My general impression of China is that it is literally mind-boggling. What is going on here is unprecedented in human history--an industrial transformation at the speed of light. Not for the Chinese the complaints against foreign investment. No, they chew it up as fast as it arrives. The more the better. No "PC" nonsense here--as even the official party line is only given lip service to. The Chinese have much more important things to do--like making money!

China is undoubtedly on the road to global economic dominance--and just today I read, in the UK's Independent, how the last remaining British volume car maker--MG Rover--has been bailed out with one billion GBP in Chinese cash. Yes, they're buying a 70% stake in that once-famous company. It's a sign of things to come.

And is there any truth to the urban legend that China, along with Japan, could abandon the USD as their reserve currency, and peg their respective currencies to gold--in a bold pan-Asian move to monetary independence? I think China has some surprises in store.

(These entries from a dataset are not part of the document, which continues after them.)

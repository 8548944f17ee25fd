use serde::Serialize;

use crate::derive::GeneratedOutput;
use crate::dispatch::{BatchReport, BatchStats};

/// Machine-readable summary of a batch.
#[derive(Debug, Serialize)]
pub struct BatchSummary {
    #[serde(flatten)]
    pub stats: BatchStats,
    /// Failure messages, one per failed template.
    pub failures: Vec<String>,
    /// Wall-clock time for the batch in seconds.
    pub elapsed_secs: f64,
}

impl BatchSummary {
    pub fn from_report(report: &BatchReport) -> Self {
        Self {
            stats: report.stats(),
            failures: report.failures().map(|e| e.to_string()).collect(),
            elapsed_secs: report.elapsed.as_secs_f64(),
        }
    }
}

/// Print a summary of a batch.
///
/// - `json = true`: emit a pretty-printed JSON object to stdout.
/// - `json = false`: emit a cargo-style human-readable summary to stdout.
///
/// Failures are not printed here: the caller reports them through the returned batch error
/// so stdout stays clean for JSON consumers.
pub fn print_summary(report: &BatchReport, json: bool) {
    let summary = BatchSummary::from_report(report);
    if json {
        match serde_json::to_string_pretty(&summary) {
            Ok(s) => println!("{}", s),
            Err(e) => eprintln!("error serialising summary: {}", e),
        }
        return;
    }

    let stats = &summary.stats;
    if report.results.is_empty() {
        println!("Twirl templates are up to date");
        return;
    }
    println!(
        "Processed {} template(s) in {:.2}s",
        report.results.len(),
        summary.elapsed_secs
    );
    println!(
        "  {} compiled, {} unchanged, {} deleted",
        stats.compiled,
        stats.unchanged,
        stats.deleted + stats.already_absent,
    );
    if stats.skipped > 0 {
        println!("  {} skipped (cancelled)", stats.skipped);
    }
    if stats.failed > 0 {
        println!("  {} failed", stats.failed);
    }
}

/// Print where a template's generated source goes.
pub fn print_derived(relative: &str, output: &GeneratedOutput, json: bool) {
    if json {
        let value = serde_json::json!({
            "template": relative,
            "output": output.path,
            "package": output.name.package_name(),
            "type": output.name.type_name,
            "qualified_name": output.qualified_name(),
        });
        match serde_json::to_string_pretty(&value) {
            Ok(s) => println!("{}", s),
            Err(e) => eprintln!("error serialising output: {}", e),
        }
        return;
    }
    println!("{}", output.path.display());
    println!("{}", output.qualified_name());
}

#[cfg(test)]
mod tests {
    use std::path::PathBuf;
    use std::time::Duration;

    use super::*;
    use crate::action::UnitOutcome;
    use crate::dispatch::{UnitResult, UnitStatus};
    use crate::error::UnitError;
    use crate::source::SourceFile;

    #[test]
    fn summary_serializes_flat_counts_and_failures() {
        let ok = SourceFile::new("/src", "ok.scala.html").unwrap();
        let bad = SourceFile::new("/src", "bad.scala.html").unwrap();
        let report = BatchReport {
            results: vec![
                UnitResult {
                    source: ok,
                    removal: false,
                    status: UnitStatus::Done(UnitOutcome::Compiled(PathBuf::from("/out/html/ok.template.scala"))),
                },
                UnitResult {
                    source: bad.clone(),
                    removal: false,
                    status: UnitStatus::Failed(UnitError::Encoding {
                        file: bad.path(),
                        encoding: "UTF-8".into(),
                    }),
                },
            ],
            elapsed: Duration::from_millis(1500),
        };

        let value = serde_json::to_value(BatchSummary::from_report(&report)).unwrap();
        assert_eq!(value["compiled"], 1);
        assert_eq!(value["failed"], 1);
        assert_eq!(value["elapsed_secs"], 1.5);
        assert_eq!(value["failures"][0], "/src/bad.scala.html: content is not valid UTF-8");
    }
}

Freedom seekers everywhere need to take off any rose-tinted glasses that may blind them to a deteriorating domestic situation or to the advantages of new environments--and see the emerging world anew. For I believe we are witnessing a huge historical power-shift that is already well underway. And being on the right side of an opening crevice is obviously the sensible thing to do.


November 30, 2004


(David MacGregor runs an information service and publishes a newsletter for freedom seekers and aspiring sovereign individuals at www.sovereignlife.com )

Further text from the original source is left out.